Bad things have been raging in the world. Still, today I see my old cat rolling in the sun. I begin now to think about the powerlessness of beauty in a different way. Hear Shakespeare how he says it in Sonnet 65:
Since brass, nor stone, nor earth, nor boundless sea,
But sad mortality o’ersways their power,
How with this rage shall beauty hold a plea,
Whose action is no stronger than a flower? ……
…unless this miracle have might:
That as black ink my love may still shine bright.

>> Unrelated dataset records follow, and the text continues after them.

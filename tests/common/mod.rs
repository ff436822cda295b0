//! Shared utilities for integration testing.

use std::net::SocketAddr;
use std::sync::Arc;

use contact_manager::http::HttpServer;
use contact_manager::lifecycle::Shutdown;
use contact_manager::{ServerConfig, SqliteContactStore};
use serde_json::Value;
use tokio::net::TcpListener;

/// A running server over a fresh in-memory database.
pub struct TestApp {
    pub addr: SocketAddr,
    pub client: reqwest::Client,
    shutdown: Shutdown,
}

impl TestApp {
    pub fn url(&self, path: &str) -> String {
        format!("http://{}{}", self.addr, path)
    }

    pub async fn get(&self, path: &str) -> (u16, Value) {
        let res = self.client.get(self.url(path)).send().await.unwrap();
        decode(res).await
    }

    pub async fn post(&self, path: &str, body: Value) -> (u16, Value) {
        let res = self.client.post(self.url(path)).json(&body).send().await.unwrap();
        decode(res).await
    }

    pub async fn put(&self, path: &str, body: Value) -> (u16, Value) {
        let res = self.client.put(self.url(path)).json(&body).send().await.unwrap();
        decode(res).await
    }

    pub async fn delete(&self, path: &str) -> (u16, Value) {
        let res = self.client.delete(self.url(path)).send().await.unwrap();
        decode(res).await
    }
}

impl Drop for TestApp {
    fn drop(&mut self) {
        self.shutdown.trigger();
    }
}

async fn decode(res: reqwest::Response) -> (u16, Value) {
    let status = res.status().as_u16();
    let body = res.json().await.unwrap_or(Value::Null);
    (status, body)
}

/// Boot the server on an ephemeral port.
pub async fn spawn_app() -> TestApp {
    let listener = TcpListener::bind("127.0.0.1:0").await.unwrap();
    let addr = listener.local_addr().unwrap();

    let store = Arc::new(SqliteContactStore::open_in_memory().unwrap());
    let server = HttpServer::new(&ServerConfig::default(), store);

    let shutdown = Shutdown::new();
    let server_shutdown = shutdown.signalled();
    tokio::spawn(async move {
        let _ = server.run(listener, server_shutdown).await;
    });

    let client = reqwest::Client::builder()
        .pool_max_idle_per_host(0)
        .no_proxy()
        .build()
        .unwrap();

    TestApp {
        addr,
        client,
        shutdown,
    }
}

Black ink… We must, because we can, read. We must read words like light, dark, black. The cat has trust. When she first locates the sun with her eyes, she must wait for it to warm her with a kind of trust. When this happens, she starts to roll, a slow religious roll that has an evenness. I’ve been singing just now an aria full of pathos, from Handel’s “Samson” — text taken from the blind Milton, music written by the blind Handel, the hero himself blinded. The story of the hero is a bellicose disaster. Samson is a killing machine, usually called out as a terrorist in post-modern criticism. The faith in the piece comes from his father, Manoah. It is his aria I am singing. He says that he will be his son’s eyes. The aria is full of the “I” vowel. The structure of the aria makes me feel that the old man is slowly dancing. Dancing a circle around his blind son, also a slow religious roll that requires faith. At the same time the aria is a kind of large pun. George Herbert does this in his poem “Love Bade Me Welcome” where he writes (in black ink no doubt) “Who made the eyes but I?” This question put in the mouth of the sacred interlocutor who saves the poet’s soul. It makes me think of the large comedy ringing in the Shakespeare sonnet, the negative punning that black ink makes love shine bright. That ink can be a tendon which stretches infinitely and does not break. And this stretching of ever living beauty is comfortable. It feels good, the way that faith feels good. Cats understand this. For the cat who has no ability to read, light is physical. We are weaker beings. We must write about it, and sometimes when we approach it more closely, sing about it. A sunny day cannot in any way reverse the effects of a tsunami, or a Qaddafi, but these forces of blackness have no ability to sing. Even the sea is mortal, says Sonnet 65. Think about that. The ink which Handel used to write Manoah’s aria lives on. It is, you might say, the very type and symbol of the old man’s desire, to help another’s blindness. We know that the sun, were it even a few miles closer, would blind us. There is art in this. Nature has precision. But Shakespeare tells us that even great nature itself is mortal. My cat is mortal. I am mortal. Years and years from now another Manoah will be singing the black ink. The souls of his hearers will slowly roll – evenly, devoutly, helplessly, wholly.